Text is an abstraction; an interpretation of some particular sequence of byte values. It depends - fundamentally and unavoidably - on an encoding. Because this isn't a blog, I'll spare you the history lesson here, but suffice to say that Java's char type does not simply store a character of text. It stores an unsigned two-byte value, which may represent a character of text. Because there are more characters of text in Unicode than two bytes can represent, sometimes two adjacent chars in an array are required to represent a character of text. (And, of course, there is probably code out there that abuses the char type simply because someone wanted an unsigned equivalent of short. I may even have written some myself.
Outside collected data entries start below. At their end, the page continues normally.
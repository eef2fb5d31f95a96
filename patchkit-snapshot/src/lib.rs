#![forbid(unsafe_code)]

mod error;
mod find;
mod generation;
mod plan;
mod session;
mod snapshot;

pub mod v1;
pub mod v2;
pub mod v3;
pub mod v4;

pub use error::{Lifecycle, Result, SnapshotError};
pub use find::Find;
pub use generation::{
    AuditEntry, AuditLayout, Context, Generation, HookContext, KeyKind, Shape, TRANSACTION_ENTRY,
};
pub use session::{Session, SessionOptions, Status, Violation, LATEST_GENERATION};
pub use snapshot::{Hook, Hooks, IdOf, Loaded, Snapshot};

pub use patchkit_sql::{Key, Record, Result as SqlResult, Value};
#![forbid(unsafe_code)]

mod backend;
mod defaulter;
mod dialect;
mod error;
mod value;

pub use backend::{Backend, ColumnInfo};
pub use defaulter::{BatchDefault, DefaultReport, DEFAULT_BATCH_SIZE};
pub use dialect::{quote_ident, Dialect};
pub use error::{Result, SqlError};
pub use value::{FromValue, Key, Kind, Mismatch, Record, Value};

pub use sea_query;
pub use sea_query_binder;
use actix_web::{HttpRequest, HttpResponse, Result as ActixResult};

use crate::middlewares::RequireJWT;
use crate::models::{ApiResponse, ErrorCode, profiles::requests::UpdateProfileRequest};

use super::ProfileService;

pub async fn handle_update_profile(
    service: &ProfileService,
    update_request: UpdateProfileRequest,
    request: &HttpRequest,
) -> ActixResult<HttpResponse> {
    let storage = service.get_storage(request);

    let Some(user_id) = RequireJWT::extract_user_id(request) else {
        return Ok(HttpResponse::Unauthorized().json(ApiResponse::error_empty(
            ErrorCode::Unauthorized,
            "Authentication required",
        )));
    };

    match storage.update_profile(user_id, update_request).await {
        Ok(Some(profile)) => {
            Ok(HttpResponse::Ok().json(ApiResponse::success(profile, "Profile updated")))
        }
        Ok(None) => Ok(HttpResponse::NotFound().json(ApiResponse::error_empty(
            ErrorCode::AccountNotProvisioned,
            "Account has no profile, contact administrator",
        ))),
        Err(e) => Ok(
            HttpResponse::InternalServerError().json(ApiResponse::error_empty(
                ErrorCode::InternalServerError,
                format!("Failed to update profile: {e}"),
            )),
        ),
    }
}
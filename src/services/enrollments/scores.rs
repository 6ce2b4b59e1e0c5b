use actix_web::{HttpRequest, HttpResponse, Result as ActixResult};

use crate::models::{ApiResponse, ErrorCode, enrollments::requests::RecordScoresRequest};
use crate::utils::validate::validate_score;

use super::EnrollmentService;

/// 录入期中/期末成绩。两个分数都可选，提供的必须在 [0,100]
/// 且最多两位小数。只对活跃选课记录生效。
pub async fn handle_record_scores(
    service: &EnrollmentService,
    course_id: i64,
    student_user_id: i64,
    scores_request: RecordScoresRequest,
    request: &HttpRequest,
) -> ActixResult<HttpResponse> {
    for score in [scores_request.midterm_score, scores_request.final_score]
        .into_iter()
        .flatten()
    {
        if let Err(msg) = validate_score(score) {
            return Ok(HttpResponse::BadRequest().json(ApiResponse::error_empty(
                ErrorCode::ScoreOutOfRange,
                msg,
            )));
        }
    }

    if let Err(response) = service.check_course_ownership(course_id, request).await {
        return Ok(response);
    }

    let storage = service.get_storage(request);
    match storage
        .record_scores(student_user_id, course_id, scores_request)
        .await
    {
        Ok(Some(enrollment)) => {
            tracing::info!(
                "Scores recorded for user {} in course {}",
                student_user_id,
                course_id
            );
            Ok(HttpResponse::Ok().json(ApiResponse::success(enrollment, "Scores recorded")))
        }
        Ok(None) => Ok(HttpResponse::NotFound().json(ApiResponse::error_empty(
            ErrorCode::EnrollmentNotFound,
            "No active enrollment for this student and course",
        ))),
        Err(e) => {
            tracing::error!(
                "Failed to record scores for user {} in course {}: {}",
                student_user_id,
                course_id,
                e
            );
            Ok(
                HttpResponse::InternalServerError().json(ApiResponse::error_empty(
                    ErrorCode::InternalServerError,
                    "Failed to record scores",
                )),
            )
        }
    }
}
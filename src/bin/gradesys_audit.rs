//! 离线数据一致性审计工具
//!
//! 扫描账号/资料/教师档案三张表的 1:1 一致性：
//! - 没有资料记录的账号（只报告，不自动修复）
//! - 教师角色但缺少教师档案的资料（--fix 时按资料中的工号补建）
//! - 教师档案存在但资料角色不是教师（只报告，角色归属需人工裁定）
//!
//! 用法：
//!   gradesys-audit <DATABASE_URL> [--fix]

use std::process::ExitCode;
use std::sync::Arc;

use rust_gradesystem_next::storage::{Storage, sea_orm_storage::SeaOrmStorage};
use tracing::{error, info, warn};

struct AuditArgs {
    database_url: String,
    fix: bool,
}

fn parse_args() -> Option<AuditArgs> {
    let mut database_url = None;
    let mut fix = false;

    for arg in std::env::args().skip(1) {
        match arg.as_str() {
            "--fix" => fix = true,
            "--help" | "-h" => return None,
            _ if database_url.is_none() => database_url = Some(arg),
            _ => return None,
        }
    }

    // 未给出位置参数时退回环境变量
    let database_url = database_url.or_else(|| std::env::var("DATABASE_URL").ok())?;

    Some(AuditArgs { database_url, fix })
}

fn print_usage() {
    eprintln!("Usage: gradesys-audit <DATABASE_URL> [--fix]");
    eprintln!();
    eprintln!("Scans accounts, profiles and teacher records for consistency.");
    eprintln!("  --fix    create missing teacher records for teacher-role profiles");
    eprintln!();
    eprintln!("DATABASE_URL may also be provided via the environment.");
}

#[tokio::main]
async fn main() -> ExitCode {
    dotenv::dotenv().ok();

    tracing_subscriber::fmt()
        .with_env_filter(tracing_subscriber::EnvFilter::new(
            std::env::var("RUST_LOG").unwrap_or_else(|_| "info".to_string()),
        ))
        .init();

    let Some(args) = parse_args() else {
        print_usage();
        return ExitCode::from(2);
    };

    let storage: Arc<dyn Storage> =
        match SeaOrmStorage::new_with_url(&args.database_url, 1, 5).await {
            Ok(storage) => Arc::new(storage),
            Err(e) => {
                error!("Failed to open database: {}", e);
                return ExitCode::FAILURE;
            }
        };

    let mut findings = 0usize;

    // 1. 没有资料记录的账号
    match storage.find_accounts_without_profiles().await {
        Ok(accounts) if accounts.is_empty() => {
            info!("All accounts have a profile record");
        }
        Ok(accounts) => {
            findings += accounts.len();
            for account in &accounts {
                warn!(
                    "Account without profile: id={} username={}",
                    account.id, account.username
                );
            }
            // 资料缺失无法推断角色，不做自动修复
            warn!(
                "{} account(s) have no profile; assign roles manually",
                accounts.len()
            );
        }
        Err(e) => {
            error!("Audit of accounts failed: {}", e);
            return ExitCode::FAILURE;
        }
    }

    // 2. 教师角色但缺少教师档案的资料
    match storage.find_orphan_teacher_profiles().await {
        Ok(profiles) if profiles.is_empty() => {
            info!("All teacher-role profiles have a teacher record");
        }
        Ok(profiles) => {
            findings += profiles.len();
            for profile in &profiles {
                warn!(
                    "Teacher profile without teacher record: user_id={}",
                    profile.user_id
                );

                if !args.fix {
                    continue;
                }

                // 工号来自资料，缺失时无法补建
                let Some(teacher_id) = profile.teacher_id.as_deref() else {
                    warn!(
                        "Cannot repair user_id={}: profile has no teacher_id",
                        profile.user_id
                    );
                    continue;
                };

                match storage
                    .create_missing_teacher_record(profile.user_id, teacher_id)
                    .await
                {
                    Ok(teacher) => {
                        info!(
                            "Created teacher record for user_id={} (teacher_id={})",
                            profile.user_id, teacher.teacher_id
                        );
                    }
                    Err(e) => {
                        error!("Failed to repair user_id={}: {}", profile.user_id, e);
                    }
                }
            }
        }
        Err(e) => {
            error!("Audit of teacher profiles failed: {}", e);
            return ExitCode::FAILURE;
        }
    }

    // 3. 教师档案存在但资料角色不是教师
    match storage.find_misclassified_teacher_records().await {
        Ok(records) if records.is_empty() => {
            info!("All teacher records match a teacher-role profile");
        }
        Ok(records) => {
            findings += records.len();
            for record in &records {
                warn!(
                    "Teacher record without teacher-role profile: user_id={} teacher_id={}",
                    record.user_id, record.teacher_id
                );
            }
            // 档案多余还是角色填错无法自动判断，不做修复
            warn!(
                "{} teacher record(s) have a non-teacher profile; resolve manually",
                records.len()
            );
        }
        Err(e) => {
            error!("Audit of teacher records failed: {}", e);
            return ExitCode::FAILURE;
        }
    }

    if findings == 0 {
        info!("Audit completed: no inconsistencies found");
        ExitCode::SUCCESS
    } else {
        warn!("Audit completed: {} inconsistencies found", findings);
        if args.fix {
            ExitCode::SUCCESS
        } else {
            ExitCode::FAILURE
        }
    }
}
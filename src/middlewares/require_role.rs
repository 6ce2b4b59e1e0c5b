/*!
 * 基于角色的访问控制中间件
 *
 * 必须在 RequireJWT 之后使用。授权判定集中在
 * Account::authorize：资料缺失直接拒绝，管理员角色
 * 额外要求账号带 staff 标记。
 *
 * ```rust,ignore
 * web::scope("/admin")
 *     .wrap(RequireRole::new(&AccountRole::Admin))
 *     .wrap(RequireJWT)
 * ```
 *
 * 或者任一角色即可：
 *
 * ```rust,ignore
 * .wrap(RequireRole::new_any(AccountRole::teacher_roles()))
 * ```
 */

use actix_service::{Service, Transform};
use actix_web::{
    Error, HttpMessage,
    body::EitherBody,
    dev::{ServiceRequest, ServiceResponse},
    http::StatusCode,
};
use futures_util::future::{LocalBoxFuture, Ready, ready};
use std::rc::Rc;
use tracing::info;

use crate::models::{
    ErrorCode,
    users::entities::{AccountRole, CurrentUser},
};

use super::create_error_response;

#[derive(Clone)]
pub struct RequireRole {
    required_roles: Vec<AccountRole>,
}

impl RequireRole {
    /// 创建需要特定角色的中间件
    pub fn new(role: &AccountRole) -> Self {
        Self {
            required_roles: vec![role.clone()],
        }
    }

    /// 创建需要任一角色的中间件
    pub fn new_any(roles: &[&AccountRole]) -> Self {
        Self {
            required_roles: roles.iter().map(|r| (*r).clone()).collect(),
        }
    }
}

impl<S, B> Transform<S, ServiceRequest> for RequireRole
where
    S: Service<ServiceRequest, Response = ServiceResponse<B>, Error = Error> + 'static,
    B: 'static,
{
    type Response = ServiceResponse<EitherBody<B>>;
    type Error = Error;
    type InitError = ();
    type Transform = RequireRoleMiddleware<S>;
    type Future = Ready<Result<Self::Transform, Self::InitError>>;

    fn new_transform(&self, service: S) -> Self::Future {
        ready(Ok(RequireRoleMiddleware {
            service: Rc::new(service),
            required_roles: self.required_roles.clone(),
        }))
    }
}

pub struct RequireRoleMiddleware<S> {
    service: Rc<S>,
    required_roles: Vec<AccountRole>,
}

impl<S, B> Service<ServiceRequest> for RequireRoleMiddleware<S>
where
    S: Service<ServiceRequest, Response = ServiceResponse<B>, Error = Error> + 'static,
    B: 'static,
{
    type Response = ServiceResponse<EitherBody<B>>;
    type Error = Error;
    type Future = LocalBoxFuture<'static, Result<Self::Response, Self::Error>>;

    fn poll_ready(
        &self,
        ctx: &mut std::task::Context<'_>,
    ) -> std::task::Poll<Result<(), Self::Error>> {
        self.service.poll_ready(ctx)
    }

    fn call(&self, req: ServiceRequest) -> Self::Future {
        let srv = self.service.clone();
        let required_roles = self.required_roles.clone();

        Box::pin(async move {
            let current = req.extensions().get::<CurrentUser>().cloned();

            match current {
                Some(current) => {
                    let has_permission = required_roles.iter().any(|role| {
                        current
                            .account
                            .authorize(current.profile.as_ref(), role)
                    });

                    if has_permission {
                        let res = srv.call(req).await?.map_into_left_body();
                        Ok(res)
                    } else {
                        info!(
                            "Access denied for user {} (role: {:?}). Required roles: {:?}",
                            current.account.id,
                            current.profile.as_ref().map(|p| &p.role),
                            required_roles
                        );
                        // 资料缺失与角色不符分开报告，便于前端引导修复
                        let (code, message) = if current.profile.is_none() {
                            (
                                ErrorCode::AccountNotProvisioned,
                                "Account has no profile, contact administrator",
                            )
                        } else {
                            (ErrorCode::Forbidden, "Access denied.")
                        };
                        Ok(req.into_response(
                            create_error_response(StatusCode::FORBIDDEN, code, message)
                                .map_into_right_body(),
                        ))
                    }
                }
                None => {
                    info!(
                        "Role check failed: No user claims found in request. Make sure RequireJWT middleware is applied first."
                    );
                    Ok(req.into_response(
                        create_error_response(
                            StatusCode::UNAUTHORIZED,
                            ErrorCode::Unauthorized,
                            "Authentication required",
                        )
                        .map_into_right_body(),
                    ))
                }
            }
        })
    }
}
That era is a blur for me.)
Anyway, the point is: using .readChar() is going to read two bytes from your file, and store them into a char within your char[], and the corresponding numeric value is not going to be anything like the one you wanted - unless your file happens to be encoded using the same encoding that Java uses natively, called UTF-16.
You cannot properly read and interpret the file without knowing the file encoding. Full stop. You can at best delude yourself into believing that you can read it. You also cannot have "random access" to a text file - i.e., indexing according to a number of characters of text - unless the encoding in question is constant width. (Otherwise, of course, you can't just calculate the distance-in-bytes into the file where a given character of text is; it depends on how many bytes the previous characters took up, which depends on which characters they are.) Many text encodings are not constant width. One of the most popular, which frankly is the sane default recommendation for most tasks these days, is not. In which case you are simply out of luck for the problem you describe.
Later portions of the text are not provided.